** Dataset excerpts follows **

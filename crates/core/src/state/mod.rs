//! The durable per-player record and its lifecycle transitions.
//!
//! [`ChurnState`] is the only state the pipeline owns. It is loaded once per
//! event, read by rules through [`PlayerContext`](crate::PlayerContext), and
//! mutated only by actions and by [`ChurnState::apply_lifecycle`], which the
//! pipeline manager runs after rule evaluation.

mod challenge;
mod cooldown;
mod history;
mod intervention;
mod sessions;

pub use challenge::ChallengeState;
pub use cooldown::Cooldown;
pub use history::{Severity, SignalRecord};
pub use intervention::{InterventionRecord, Outcome};
pub use sessions::{RESET_INTERVAL_DAYS, Sessions};

use serde::{Deserialize, Serialize};

use crate::Timestamp;
use crate::error::StateError;
use crate::signal::{Signal, SignalPayload};

/// Per-player churn record.
///
/// Invariants:
/// - `intervention_history` holds at most one record per intervention id
/// - intervention outcomes only move forward (see [`Outcome`])
/// - `cooldown.cooldown_until` never decreases
#[derive(Clone, Debug, Default, PartialEq, Serialize, Deserialize)]
#[serde(rename_all = "camelCase", default)]
pub struct ChurnState {
    pub sessions: Sessions,
    pub signal_history: Vec<SignalRecord>,
    pub intervention_history: Vec<InterventionRecord>,
    pub cooldown: Cooldown,
    pub challenge: Option<ChallengeState>,
    /// Last total-wins value seen on a win signal, if any.
    pub last_known_wins: Option<i64>,
}

/// What [`ChurnState::apply_lifecycle`] changed.
#[derive(Clone, Debug, Default, PartialEq, Eq)]
pub struct LifecycleReport {
    pub sessions_reset: bool,
    pub session_recorded: bool,
    /// Challenge whose unknown win baseline was taken from this signal.
    pub seeded_challenge: Option<String>,
    pub expired_challenge: Option<String>,
}

impl ChurnState {
    /// The current challenge if it is active and not past its deadline.
    pub fn active_challenge(&self, now: Timestamp) -> Option<&ChallengeState> {
        self.challenge.as_ref().filter(|c| c.is_live(now))
    }

    /// True if an intervention of `kind` is still running.
    pub fn has_active_intervention(&self, kind: &str, now: Timestamp) -> bool {
        self.intervention_history
            .iter()
            .any(|r| r.kind == kind && r.is_active(now))
    }

    pub fn intervention(&self, id: &str) -> Option<&InterventionRecord> {
        self.intervention_history.iter().find(|r| r.id == id)
    }

    /// Append a record, rejecting a second record with the same id.
    pub fn push_intervention(&mut self, record: InterventionRecord) -> Result<(), StateError> {
        if self.intervention(&record.id).is_some() {
            return Err(StateError::DuplicateIntervention(record.id));
        }
        self.intervention_history.push(record);
        Ok(())
    }

    /// Remove a record. Only used to undo an append made in the same batch.
    pub fn remove_intervention(&mut self, id: &str) -> Option<InterventionRecord> {
        let index = self.intervention_history.iter().position(|r| r.id == id)?;
        Some(self.intervention_history.remove(index))
    }

    pub fn transition_intervention(
        &mut self,
        id: &str,
        outcome: Outcome,
        at: Timestamp,
    ) -> Result<(), StateError> {
        self.intervention_history
            .iter_mut()
            .find(|r| r.id == id)
            .ok_or_else(|| StateError::UnknownIntervention(id.to_string()))?
            .transition(outcome, at)
    }

    /// Deactivate a challenge whose deadline has passed and mark its record expired.
    ///
    /// Returns the id of the expired challenge.
    pub fn expire_challenge(&mut self, now: Timestamp) -> Option<String> {
        let challenge = self.challenge.as_mut()?;
        if !challenge.active || challenge.expires_at > now {
            return None;
        }
        challenge.active = false;
        let id = challenge.id.clone();

        if let Some(record) = self
            .intervention_history
            .iter_mut()
            .find(|r| r.id == id && r.outcome == Outcome::Active)
        {
            // Forward move from Active cannot fail.
            let _ = record.transition(Outcome::Expired, now);
        }
        Some(id)
    }

    /// Bookkeeping applied once per processed signal, after rules have read
    /// the pre-update snapshot:
    /// - lazy weekly session reset and session count, for logins only
    /// - last-seen timestamp per signal kind
    /// - cached win total, which also seeds an unknown challenge baseline
    /// - expiry of overdue challenges
    ///
    /// The weekly reset waits for a login so that the session-decline rule,
    /// which only sees logins, reads the week before it is rolled.
    pub fn apply_lifecycle(&mut self, signal: &Signal) -> LifecycleReport {
        let now = signal.timestamp();
        let mut report = LifecycleReport::default();

        match signal.payload() {
            SignalPayload::Login { .. } => {
                report.sessions_reset = self.sessions.roll_over(now);
                self.sessions.record_session();
                report.session_recorded = true;
            }
            SignalPayload::MatchWin { total_wins } => {
                self.last_known_wins = Some(*total_wins);
                if let Some(challenge) = self
                    .challenge
                    .as_mut()
                    .filter(|c| c.is_live(now) && c.wins_at_start.is_none())
                {
                    challenge.wins_at_start = Some(*total_wins);
                    report.seeded_challenge = Some(challenge.id.clone());
                }
            }
            SignalPayload::RageQuit { .. } | SignalPayload::LosingStreak { .. } => {}
        }

        self.cooldown.note_signal(signal.kind().as_ref(), now);
        report.expired_challenge = self.expire_challenge(now);
        report
    }
}

#[cfg(test)]
mod tests {
    use std::sync::Arc;

    use chrono::{Duration, Utc};

    use super::*;
    use crate::context::PlayerContext;

    fn signal(payload: SignalPayload, state: &ChurnState, at: Timestamp) -> Signal {
        let ctx = PlayerContext::new("u1", "ns", None, state.clone(), at);
        Signal::new("u1", at, payload, Arc::new(ctx))
    }

    fn challenge(now: Timestamp, expires_in: Duration) -> ChallengeState {
        ChallengeState {
            id: "c-1".into(),
            active: true,
            wins_needed: 3,
            wins_at_start: Some(5),
            created_at: now - Duration::days(1),
            expires_at: now + expires_in,
            trigger_reason: "decline".into(),
        }
    }

    #[test]
    fn push_rejects_duplicate_ids() {
        let now = Utc::now();
        let mut state = ChurnState::default();
        state
            .push_intervention(InterventionRecord::new("a", "k", "r", now))
            .unwrap();
        let err = state
            .push_intervention(InterventionRecord::new("a", "k", "r", now))
            .unwrap_err();
        assert_eq!(err, StateError::DuplicateIntervention("a".into()));
        assert_eq!(state.intervention_history.len(), 1);
    }

    #[test]
    fn lifecycle_counts_login_and_rolls_week() {
        let now = Utc::now();
        let mut state = ChurnState::default();
        state.sessions = Sessions {
            this_week: 0,
            last_week: 5,
            last_reset: Some(now - Duration::days(8)),
        };

        let report = state.apply_lifecycle(&signal(
            SignalPayload::Login {
                weekly_logins: None,
            },
            &state,
            now,
        ));

        assert!(report.sessions_reset);
        assert!(report.session_recorded);
        assert_eq!(state.sessions.last_week, 0);
        assert_eq!(state.sessions.this_week, 1);
        assert!(state.cooldown.last_signal_at.contains_key("login"));
    }

    #[test]
    fn counter_signals_leave_the_week_unrolled() {
        let now = Utc::now();
        let sessions = Sessions {
            this_week: 0,
            last_week: 5,
            last_reset: Some(now - Duration::days(8)),
        };
        let mut state = ChurnState {
            sessions: sessions.clone(),
            ..ChurnState::default()
        };

        let report = state.apply_lifecycle(&signal(
            SignalPayload::LosingStreak { current_streak: 1 },
            &state,
            now,
        ));

        assert!(!report.sessions_reset);
        assert!(!report.session_recorded);
        assert_eq!(state.sessions, sessions);
    }

    #[test]
    fn first_win_seeds_unknown_challenge_baseline() {
        let now = Utc::now();
        let mut state = ChurnState::default();
        let mut pending = challenge(now, Duration::days(6));
        pending.wins_at_start = None;
        state.challenge = Some(pending);

        let report = state.apply_lifecycle(&signal(
            SignalPayload::MatchWin { total_wins: 101 },
            &state,
            now,
        ));
        assert_eq!(report.seeded_challenge.as_deref(), Some("c-1"));
        assert_eq!(state.challenge.as_ref().unwrap().wins_at_start, Some(101));

        let report = state.apply_lifecycle(&signal(
            SignalPayload::MatchWin { total_wins: 102 },
            &state,
            now,
        ));
        assert!(report.seeded_challenge.is_none());
        assert_eq!(state.challenge.as_ref().unwrap().wins_at_start, Some(101));
    }

    #[test]
    fn lifecycle_expires_overdue_challenge() {
        let now = Utc::now();
        let mut state = ChurnState::default();
        state.challenge = Some(challenge(now, Duration::hours(-1)));
        state
            .push_intervention(
                InterventionRecord::new("c-1", "comeback_challenge", "session_decline", now)
                    .with_expiry(now - Duration::hours(1)),
            )
            .unwrap();

        let report =
            state.apply_lifecycle(&signal(SignalPayload::MatchWin { total_wins: 9 }, &state, now));

        assert_eq!(report.expired_challenge.as_deref(), Some("c-1"));
        assert_eq!(state.last_known_wins, Some(9));
        assert!(!state.challenge.as_ref().unwrap().active);
        assert_eq!(state.intervention("c-1").unwrap().outcome, Outcome::Expired);
    }

    #[test]
    fn live_challenge_is_left_alone() {
        let now = Utc::now();
        let mut state = ChurnState::default();
        state.challenge = Some(challenge(now, Duration::days(6)));
        assert!(state.expire_challenge(now).is_none());
        assert!(state.active_challenge(now).is_some());
    }

    #[test]
    fn state_round_trips_with_missing_fields() {
        let state: ChurnState = serde_json::from_str(r#"{"sessions":{"thisWeek":3}}"#).unwrap();
        assert_eq!(state.sessions.this_week, 3);
        assert!(state.intervention_history.is_empty());
        assert!(state.challenge.is_none());
    }
}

** End of Dataset excerpts **

* Task to carry out: Report each line in the data that holds the word "into".

* Exercise output:
            id: "c-1".into(),
            trigger_reason: "decline".into(),
        assert_eq!(err, StateError::DuplicateIntervention("a".into()));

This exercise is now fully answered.